Can College Soccer Players Play USL League One?

College soccer players generally can’t play in USL League One because it’s a professional league.

Is USL League One professional?

Yes, USL League One is a fully professional soccer league. It’s sanctioned by the United States Soccer Federation as a third-division pro league.

It is true that most United Soccer League players don’t get paid a lot. Minimum salary requirements only apply to USL Championship.

But what the NCAA cares about is whether you’re getting paid not how good the pay is.

Can you play both college and professional soccer?

For the most part, college soccer players can’t play on professional teams. Maybe the NCAA is worried you’ll still get paid under the table, or maybe they’re just trying to protect their monopoly.
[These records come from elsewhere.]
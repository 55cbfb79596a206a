use crate::error::PolyError;
use crate::poly::ray_cast;

#[derive(Copy, Clone, Debug, Default, PartialEq)]
pub struct Point {
    pub x: f64,
    pub y: f64,
}

impl Point {
    pub fn new(x: f64, y: f64) -> Self {
        Self { x, y }
    }

    pub fn is_finite(&self) -> bool {
        self.x.is_finite() && self.y.is_finite()
    }
}

impl From<(f64, f64)> for Point {
    fn from((x, y): (f64, f64)) -> Self {
        Self { x, y }
    }
}

impl From<geo_types::Coord<f64>> for Point {
    fn from(c: geo_types::Coord<f64>) -> Self {
        Self { x: c.x, y: c.y }
    }
}

/// A non-empty ring of vertices with finite coordinates.
///
/// The ring is implicitly closed, so the edge from the last vertex back to
/// the first is always part of the boundary.
#[derive(Clone, Debug, PartialEq)]
pub struct Polygon(Vec<Point>);

impl Polygon {
    pub fn new(vertices: Vec<Point>) -> Result<Self, PolyError> {
        if vertices.is_empty() {
            return Err(PolyError::InvalidArgument("polygon has no vertices".into()));
        }
        if let Some(i) = vertices.iter().position(|v| !v.is_finite()) {
            return Err(PolyError::InvalidArgument(format!(
                "vertex {} is not finite: {:?}",
                i, vertices[i]
            )));
        }
        Ok(Self(vertices))
    }

    pub fn vertices(&self) -> &[Point] {
        &self.0
    }

    pub fn len(&self) -> usize {
        self.0.len()
    }

    // always false, an empty ring cannot be constructed
    pub fn is_empty(&self) -> bool {
        self.0.is_empty()
    }

    /// Even-odd test against this ring. Never fails since the ring is
    /// known to be non-empty.
    pub fn contains(&self, point: Point) -> bool {
        ray_cast(point, &self.0)
    }
}

impl TryFrom<Vec<(f64, f64)>> for Polygon {
    type Error = PolyError;

    fn try_from(pairs: Vec<(f64, f64)>) -> Result<Self, Self::Error> {
        Polygon::new(pairs.into_iter().map(Point::from).collect())
    }
}

#[test]
fn polygon_new_test() {
    assert_eq!(
        Polygon::new(vec![]),
        Err(PolyError::InvalidArgument("polygon has no vertices".into()))
    );
    let r = Polygon::new(vec![Point::new(0.0, 0.0), Point::new(f64::NAN, 1.0)]);
    assert!(matches!(r, Err(PolyError::InvalidArgument(_))));
    let r = Polygon::new(vec![Point::new(f64::INFINITY, 0.0)]);
    assert!(matches!(r, Err(PolyError::InvalidArgument(_))));

    let p = Polygon::try_from(vec![(0.0, 0.0), (4.0, 0.0), (4.0, 4.0)]).unwrap();
    assert_eq!(p.len(), 3);
    assert!(!p.is_empty());
    assert_eq!(p.vertices()[1], Point::new(4.0, 0.0));
}

#[test]
fn polygon_contains_test() {
    let square = Polygon::try_from(vec![(0.0, 0.0), (4.0, 0.0), (4.0, 4.0), (0.0, 4.0)]).unwrap();
    assert!(square.contains(Point::new(2.0, 2.0)));
    assert!(!square.contains(Point::new(5.0, 5.0)));
}
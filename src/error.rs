use thiserror::Error;

#[derive(Debug, Error, PartialEq)]
pub enum PolyError {
    #[error("Invalid argument: {0}")]
    InvalidArgument(String),
    #[error("Could not decode input: {0}")]
    Decode(String),
}
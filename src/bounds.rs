use crate::geom::{Point, Polygon};

pub trait Bounds {
    fn contains(&self, point: Point) -> bool;
}

impl Bounds for Polygon {
    fn contains(&self, point: Point) -> bool {
        Polygon::contains(self, point)
    }
}

/// Finds, for every point, the region that contains it.
///
/// Regions are scanned in order and a later match overwrites an earlier one,
/// so with overlapping regions the point is assigned to the last of them.
/// `None` means no region contains the point.
pub fn points_in_polygons<B: Bounds>(points: &[Point], regions: &[B]) -> Vec<Option<usize>> {
    points
        .iter()
        .map(|&p| {
            let mut found = None;
            for (j, region) in regions.iter().enumerate() {
                if region.contains(p) {
                    found = Some(j);
                }
            }
            found
        })
        .collect()
}

#[cfg(test)]
fn poly(coords: &[(f64, f64)]) -> Polygon {
    Polygon::try_from(coords.to_vec()).unwrap()
}

#[test]
fn points_in_polygons_test() {
    let left = poly(&[(0.0, 0.0), (4.0, 0.0), (4.0, 4.0), (0.0, 4.0)]);
    let right = poly(&[(10.0, 0.0), (14.0, 0.0), (14.0, 4.0), (10.0, 4.0)]);
    let points = [
        Point::new(2.0, 2.0),
        Point::new(12.0, 1.0),
        Point::new(7.0, 2.0),
        Point::new(2.0, 9.0),
    ];
    let r = points_in_polygons(&points, &[left, right]);
    assert_eq!(r, vec![Some(0), Some(1), None, None]);
}

#[test]
fn points_in_polygons_overlap_test() {
    let outer = poly(&[(0.0, 0.0), (10.0, 0.0), (10.0, 10.0), (0.0, 10.0)]);
    let inner = poly(&[(2.0, 2.0), (5.0, 2.0), (5.0, 5.0), (2.0, 5.0)]);
    let points = [Point::new(3.0, 3.0), Point::new(8.0, 8.0)];
    let r = points_in_polygons(&points, &[outer.clone(), inner.clone()]);
    assert_eq!(r, vec![Some(1), Some(0)]);
    let r = points_in_polygons(&points, &[inner, outer]);
    assert_eq!(r, vec![Some(1), Some(1)]);
}

#[test]
fn points_in_polygons_empty_test() {
    let square = poly(&[(0.0, 0.0), (4.0, 0.0), (4.0, 4.0), (0.0, 4.0)]);
    assert!(points_in_polygons(&[], &[square]).is_empty());
    let none: [Polygon; 0] = [];
    assert_eq!(points_in_polygons(&[Point::new(1.0, 1.0)], &none), vec![None]);
}

#[test]
fn bounds_trait_test() {
    struct Everywhere;
    impl Bounds for Everywhere {
        fn contains(&self, _point: Point) -> bool {
            true
        }
    }
    let r = points_in_polygons(&[Point::new(-100.0, 3.0)], &[Everywhere, Everywhere]);
    assert_eq!(r, vec![Some(1)]);
}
Either way, their rules generally don’t allow current players to play on what they consider to be professional teams.

There is an exception where if you played on a professional soccer team before you enrolled in college, you can still be eligible as long as you never got paid more than your travel costs and other necessary expenses.
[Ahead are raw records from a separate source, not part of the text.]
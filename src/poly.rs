use crate::error::PolyError;
use crate::geom::Point;

#[inline]
fn min(a: f64, b: f64) -> f64 {
    if a > b { b } else { a }
}

#[inline]
fn max(a: f64, b: f64) -> f64 {
    if a < b { b } else { a }
}

// Ray casting (even-odd rule)
// https://en.wikipedia.org/wiki/Point_in_polygon#Ray_casting_algorithm
pub fn inside(point: Point, polygon: &[Point]) -> Result<bool, PolyError> {
    if polygon.is_empty() {
        return Err(PolyError::InvalidArgument("polygon has no vertices".into()));
    }
    Ok(ray_cast(point, polygon))
}

/// Casts a horizontal ray from `point` towards +x and toggles on every edge
/// it crosses. `polygon` must not be empty.
///
/// Vertex 0 is visited twice (n + 1 iterations) so the closing edge is
/// always tested. The lower y bound is exclusive and the upper bound
/// inclusive, so a shared vertex is only counted for one of its edges.
pub(crate) fn ray_cast(point: Point, polygon: &[Point]) -> bool {
    let n = polygon.len();
    let mut p1 = polygon[0];
    let mut xints = 0.0;
    let mut inside = false;
    for i in 0..=n {
        let p2 = polygon[i % n];
        if point.y > min(p1.y, p2.y) && point.y <= max(p1.y, p2.y) && point.x <= max(p1.x, p2.x) {
            // horizontal edges never get here, xints is always fresh
            if p1.y != p2.y {
                xints = (point.y - p1.y) * (p2.x - p1.x) / (p2.y - p1.y) + p1.x;
            }
            if p1.x == p2.x || point.x <= xints {
                inside = !inside;
            }
        }
        p1 = p2;
    }
    inside
}

#[cfg(test)]
fn pts(coords: &[(f64, f64)]) -> Vec<Point> {
    coords.iter().copied().map(Point::from).collect()
}

#[test]
fn min_max_test() {
    assert_eq!(min(1.0, 2.0), 1.0);
    assert_eq!(min(2.0, 1.0), 1.0);
    assert_eq!(max(1.0, 2.0), 2.0);
    assert_eq!(max(-1.0, -2.0), -1.0);
}

#[test]
fn square_test() {
    let square = pts(&[(0.0, 0.0), (4.0, 0.0), (4.0, 4.0), (0.0, 4.0)]);
    assert_eq!(inside(Point::new(2.0, 2.0), &square), Ok(true));
    assert_eq!(inside(Point::new(5.0, 5.0), &square), Ok(false));
    assert_eq!(inside(Point::new(-1.0, 2.0), &square), Ok(false));
    assert_eq!(inside(Point::new(2.0, -0.5), &square), Ok(false));
}

#[test]
fn square_left_edge_test() {
    // Both vertical edges span y = 2 and pass the x bound, so the ray
    // toggles twice and the point on the left edge comes out as outside.
    let square = pts(&[(0.0, 0.0), (4.0, 0.0), (4.0, 4.0), (0.0, 4.0)]);
    assert_eq!(inside(Point::new(0.0, 2.0), &square), Ok(false));
    // right edge only toggles once
    assert_eq!(inside(Point::new(4.0, 2.0), &square), Ok(true));
    // top edge is horizontal and never counted
    assert_eq!(inside(Point::new(2.0, 4.0), &square), Ok(true));
    // bottom edge: lower bound is exclusive
    assert_eq!(inside(Point::new(2.0, 0.0), &square), Ok(false));
}

#[test]
fn triangle_test() {
    let triangle = pts(&[(0.0, 0.0), (10.0, 0.0), (5.0, 10.0)]);
    assert_eq!(inside(Point::new(5.0, 1.0), &triangle), Ok(true));
    assert_eq!(inside(Point::new(5.0, -1.0), &triangle), Ok(false));
    assert_eq!(inside(Point::new(1.0, 9.0), &triangle), Ok(false));
    assert_eq!(inside(Point::new(9.0, 9.0), &triangle), Ok(false));
}

#[test]
fn vertex_pass_through_test() {
    // ray from (0, 10) touches only the apex: both apex edges have the apex as
    // their upper end, so it counts twice and cancels
    let triangle = pts(&[(0.0, 0.0), (10.0, 0.0), (5.0, 10.0)]);
    assert_eq!(inside(Point::new(0.0, 10.0), &triangle), Ok(false));

    // ray through the side vertex (4, 2): only the edge below it counts
    let diamond = pts(&[(0.0, 2.0), (2.0, 0.0), (4.0, 2.0), (2.0, 4.0)]);
    assert_eq!(inside(Point::new(1.0, 2.0), &diamond), Ok(true));
    assert_eq!(inside(Point::new(-1.0, 2.0), &diamond), Ok(false));
    assert_eq!(inside(Point::new(5.0, 2.0), &diamond), Ok(false));
}

#[test]
fn empty_polygon_test() {
    let r = inside(Point::new(0.0, 0.0), &[]);
    assert!(matches!(r, Err(PolyError::InvalidArgument(_))));
}

#[test]
fn degenerate_polygon_test() {
    let single = pts(&[(1.0, 1.0)]);
    assert_eq!(inside(Point::new(1.0, 1.0), &single), Ok(false));
    assert_eq!(inside(Point::new(0.0, 0.0), &single), Ok(false));
    let segment = pts(&[(0.0, 0.0), (0.0, 4.0)]);
    // the segment is walked there and back, toggling twice
    assert_eq!(inside(Point::new(-1.0, 2.0), &segment), Ok(false));
}

#[test]
fn closed_ring_test() {
    let open = pts(&[(0.0, 0.0), (4.0, 0.0), (4.0, 4.0), (0.0, 4.0)]);
    let closed = pts(&[(0.0, 0.0), (4.0, 0.0), (4.0, 4.0), (0.0, 4.0), (0.0, 0.0)]);
    for &(x, y) in &[(2.0, 2.0), (5.0, 5.0), (0.0, 2.0), (3.9, 0.1), (-0.1, 3.0)] {
        let p = Point::new(x, y);
        assert_eq!(inside(p, &open), inside(p, &closed));
    }
}

#[test]
fn concave_test() {
    // L shape, notch in the top right corner
    let l = pts(&[(0.0, 0.0), (6.0, 0.0), (6.0, 3.0), (3.0, 3.0), (3.0, 6.0), (0.0, 6.0)]);
    assert_eq!(inside(Point::new(1.0, 1.0), &l), Ok(true));
    assert_eq!(inside(Point::new(5.0, 1.0), &l), Ok(true));
    assert_eq!(inside(Point::new(1.0, 5.0), &l), Ok(true));
    assert_eq!(inside(Point::new(5.0, 5.0), &l), Ok(false));
    assert_eq!(inside(Point::new(4.0, 4.5), &l), Ok(false));
}

#[test]
fn idempotent_test() {
    let l = pts(&[(0.0, 0.0), (6.0, 0.0), (6.0, 3.0), (3.0, 3.0), (3.0, 6.0), (0.0, 6.0)]);
    for &(x, y) in &[(1.0, 1.0), (5.0, 5.0), (3.0, 3.0), (-2.0, 0.5)] {
        let p = Point::new(x, y);
        assert_eq!(inside(p, &l), inside(p, &l));
    }
}

#[test]
fn winding_direction_test() {
    let l = pts(&[(0.0, 0.0), (6.0, 0.0), (6.0, 3.0), (3.0, 3.0), (3.0, 6.0), (0.0, 6.0)]);
    let mut reversed = l.clone();
    reversed.reverse();
    let points = [
        (1.0, 1.0),
        (5.0, 1.0),
        (1.0, 5.0),
        (5.0, 5.0),
        (7.0, 1.0),
        (2.5, 2.5),
        (-1.0, 4.0),
    ];
    for &(x, y) in &points {
        let p = Point::new(x, y);
        assert_eq!(inside(p, &l), inside(p, &reversed));
    }
}

#[test]
fn translation_test() {
    let triangle = [(0.0, 0.0), (10.0, 0.0), (5.0, 10.0)];
    let points = [(5.0, 1.0), (5.0, -1.0), (2.0, 3.0), (8.0, 9.0), (11.0, 1.0)];
    for &(dx, dy) in &[(100.0, -50.0), (-3.0, 7.0), (1024.0, 2048.0)] {
        let moved: Vec<Point> = triangle.iter().map(|&(x, y)| Point::new(x + dx, y + dy)).collect();
        for &(x, y) in &points {
            let a = inside(Point::new(x, y), &pts(&triangle));
            let b = inside(Point::new(x + dx, y + dy), &moved);
            assert_eq!(a, b);
        }
    }
}

#[test]
fn convex_test() {
    // regular-ish hexagon
    let hex = pts(&[(2.0, 0.0), (6.0, 0.0), (8.0, 4.0), (6.0, 8.0), (2.0, 8.0), (0.0, 4.0)]);
    for i in 1..8 {
        for j in 1..8 {
            let (x, y) = (2.0 + i as f64 * 0.5, 0.5 + j as f64 * 0.9);
            assert_eq!(inside(Point::new(x, y), &hex), Ok(true), "({}, {})", x, y);
        }
    }
    for &(x, y) in &[(-1.0, 4.0), (9.0, 4.0), (4.0, -1.0), (4.0, 9.0), (100.0, 100.0)] {
        assert_eq!(inside(Point::new(x, y), &hex), Ok(false));
    }
}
There are even special USL academy contracts for elite youth players that allow those players to play in USL League One without losing college eligibility. But the exception for youth soccer players generally only applies before you start college.

Additionally, the USL League One season usually overlaps with both the fall and spring college semesters. The NCAA generally doesn’t allow players to play on outside teams during a semester their college teams play (even though the spring soccer season is short).

Where can college soccer players play during the summer?

The USL League Two is the most popular destination for college soccer players. That’s because that division’s schedule and rules are specifically designed to protect college eligibility.

You should still check how a potential team operates and confirm things with your college coach, but USL2 is generally a safe option.

Other leagues, such as UPSL and NPSL, have scheduling overlaps. They also have looser rules on rosters and player pay, so it can be harder to make sure you’re protecting your eligibility.

Talk to your college coach.

If you play college soccer or want to play in college, your college coach or other university contact is the best source of information. Check in before you try out with an outside team or sign any agreements.

And if you’ve played professional soccer in the past, don’t assume you’re automatically disqualified from college. There are sometimes exceptions that you can use.